(Source material)

//! Concept Registry CLI
//!
//! Drives the registry pipeline against a normalized schema snapshot: path
//! expansion, deterministic ID generation, concept URI export, variant
//! bumping from an external diff, and spec history maintenance.

use std::fs;
use std::path::PathBuf;

use clap::{Parser, Subcommand};
use tracing_subscriber::EnvFilter;

use concept_registry::diff::{classify_from, JsonDiffFile};
use concept_registry::{
    build_concept_uris, bump_variants, expand_schema, ConceptConfig, IdGenerator, PrunePolicy,
    SchemaModel, SpecHistoryModel, VariantIdFile,
};

#[derive(Parser)]
#[command(name = "concept-registry")]
#[command(about = "Concept identity and variant versioning registry")]
struct Cli {
    /// Path to a config file (defaults: concepts.toml, CONCEPTS_* env)
    #[arg(short, long, global = true)]
    config: Option<String>,

    #[command(subcommand)]
    command: Command,
}

#[derive(Subcommand)]
enum Command {
    /// List the fully-qualified concept paths of a schema snapshot
    Expand {
        /// Normalized schema snapshot (JSON)
        #[arg(short, long)]
        schema: PathBuf,
    },

    /// Generate deterministic realization IDs for a schema snapshot
    Digest {
        /// Normalized schema snapshot (JSON)
        #[arg(short, long)]
        schema: PathBuf,

        /// Output file (stdout when omitted)
        #[arg(short, long)]
        output: Option<PathBuf>,

        /// Case-sensitive canonical identifiers
        #[arg(long)]
        strict: bool,
    },

    /// Export concept URIs and relationship edges
    Uris {
        /// Normalized schema snapshot (JSON)
        #[arg(short, long)]
        schema: PathBuf,

        /// Namespace for the URIs (config default when omitted)
        #[arg(long)]
        namespace: Option<String>,

        /// Prefix for the compact URI form (config default when omitted)
        #[arg(long)]
        prefix: Option<String>,

        /// Output file (config default when omitted)
        #[arg(short, long)]
        output: Option<PathBuf>,
    },

    /// Create or update the variant ID file
    Ids {
        /// Normalized schema snapshot (JSON)
        #[arg(short, long)]
        schema: PathBuf,

        /// Snapshot version tag (e.g., "v1.2.0")
        #[arg(short = 'V', long)]
        version_tag: String,

        /// Previous variant ID file; omit to initialize a fresh registry
        #[arg(short, long)]
        previous: Option<PathBuf>,

        /// Change-record JSON from the external diff engine
        #[arg(short, long)]
        diff: Option<PathBuf>,

        /// Output file (config default when omitted)
        #[arg(short, long)]
        output: Option<PathBuf>,

        /// Drop entries for concepts removed from the schema
        #[arg(long)]
        prune: bool,
    },

    /// Maintain the append-only spec history
    History {
        #[command(subcommand)]
        command: HistoryCommand,
    },
}

#[derive(Subcommand)]
enum HistoryCommand {
    /// Build a first history from a variant ID file
    Init {
        /// Variant ID file
        #[arg(short, long)]
        ids: PathBuf,

        /// Output file (config default when omitted)
        #[arg(short, long)]
        output: Option<PathBuf>,
    },

    /// Append new realizations from a bumped variant ID file
    Update {
        /// Variant ID file
        #[arg(short, long)]
        ids: PathBuf,

        /// Existing spec history file (config default when omitted)
        #[arg(long)]
        history: Option<PathBuf>,

        /// Output file (defaults to rewriting the history file in place)
        #[arg(short, long)]
        output: Option<PathBuf>,
    },
}

fn main() {
    tracing_subscriber::fmt()
        .with_env_filter(EnvFilter::from_default_env())
        .init();

    let cli = Cli::parse();

    if let Err(e) = run(cli) {
        eprintln!("Error: {}", e);
        std::process::exit(1);
    }
}

fn run(cli: Cli) -> anyhow::Result<()> {
    let config = ConceptConfig::load_from(cli.config.as_deref())?;

    match cli.command {
        Command::Expand { schema } => {
            let model = SchemaModel::from_file(&schema)?;
            let set = expand_schema(&model)?;
            println!("📐 Concept paths for {:?}", schema);
            for path in set.all_paths() {
                println!("  {}", path);
            }
            println!();
            println!(
                "  {} types, {} fields, {} enums, {} enum values",
                set.types.len(),
                set.fields.len(),
                set.enums.len(),
                set.enum_values.len()
            );
        }

        Command::Digest {
            schema,
            output,
            strict,
        } => {
            let model = SchemaModel::from_file(&schema)?;
            let strict_mode = strict || config.idgen.strict_mode;
            let ids = IdGenerator::new(strict_mode).generate(&model)?;
            println!("🔢 Generated {} realization IDs", ids.len());

            let content = serde_json::to_string_pretty(&ids)?;
            match output {
                Some(path) => {
                    fs::write(&path, content)?;
                    println!("✅ Written to {:?}", path);
                }
                None => println!("{}", content),
            }
        }

        Command::Uris {
            schema,
            namespace,
            prefix,
            output,
        } => {
            let model = SchemaModel::from_file(&schema)?;
            let namespace = namespace.unwrap_or_else(|| config.uri.namespace.clone());
            let prefix = prefix.unwrap_or_else(|| config.uri.prefix.clone());
            let document = build_concept_uris(&model, &namespace, &prefix)?;

            let out = output.unwrap_or_else(|| config.registry.concept_uris.clone());
            document.save(&out)?;
            println!("🔗 {} concept URIs written to {:?}", document.nodes.len(), out);
        }

        Command::Ids {
            schema,
            version_tag,
            previous,
            diff,
            output,
            prune,
        } => {
            let model = SchemaModel::from_file(&schema)?;
            let set = expand_schema(&model)?;
            let current = set.registry_paths();

            let file = match previous {
                None => {
                    println!("📝 Initializing fresh variant registry ({})", version_tag);
                    VariantIdFile::initialize(&current, &version_tag)?
                }
                Some(previous_path) => {
                    let previous = VariantIdFile::load_for_update(&previous_path)?;
                    let verdicts = match diff {
                        Some(diff_path) => classify_from(&JsonDiffFile::new(diff_path))?,
                        None => Default::default(),
                    };
                    let policy = if prune || config.policy.prune_removed {
                        PrunePolicy::Prune
                    } else {
                        PrunePolicy::Retain
                    };
                    println!(
                        "📝 Bumping variants {} → {} ({} classified concepts)",
                        previous.version_tag,
                        version_tag,
                        verdicts.len()
                    );
                    bump_variants(&previous, &current, &verdicts, &version_tag, policy)?
                }
            };

            let out = output.unwrap_or_else(|| config.registry.variant_ids.clone());
            file.save(&out)?;
            println!("✅ {} variant entries written to {:?}", file.concepts.len(), out);
        }

        Command::History { command } => match command {
            HistoryCommand::Init { ids, output } => {
                let variants = VariantIdFile::load(&ids)?;
                let history = SpecHistoryModel::initialize(&variants);
                let out = output.unwrap_or_else(|| config.registry.spec_history.clone());
                history.save(&out)?;
                println!(
                    "📜 Spec history initialized with {} concepts at {:?}",
                    history.concepts.len(),
                    out
                );
            }
            HistoryCommand::Update { ids, history, output } => {
                let variants = VariantIdFile::load(&ids)?;
                let history_path = history.unwrap_or_else(|| config.registry.spec_history.clone());
                let prior = SpecHistoryModel::load_for_update(&history_path)?;
                let (updated, delta) = prior.update(&variants);

                if delta.is_empty() {
                    println!("📜 Spec history already up to date");
                } else {
                    println!(
                        "📜 Spec history: {} new, {} updated",
                        delta.new_concepts.len(),
                        delta.updated.len()
                    );
                    for path in &delta.new_concepts {
                        println!("  + {}", path);
                    }
                    for path in &delta.updated {
                        println!("  ~ {}", path);
                    }
                }

                let out = output.unwrap_or(history_path);
                updated.save(&out)?;
                println!("✅ Written to {:?}", out);
            }
        },
    }

    Ok(())
}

(End Source material)

◆ Problem description:
Exactly as they appear, copy the lines of the listing above from the first through the one that contains "use tracing_subscriber::EnvFilter;", and nothing more.

◆ Answer section:
//! Concept Registry CLI
//!
//! Drives the registry pipeline against a normalized schema snapshot: path
//! expansion, deterministic ID generation, concept URI export, variant
//! bumping from an external diff, and spec history maintenance.

use std::fs;
use std::path::PathBuf;

use clap::{Parser, Subcommand};
use tracing_subscriber::EnvFilter;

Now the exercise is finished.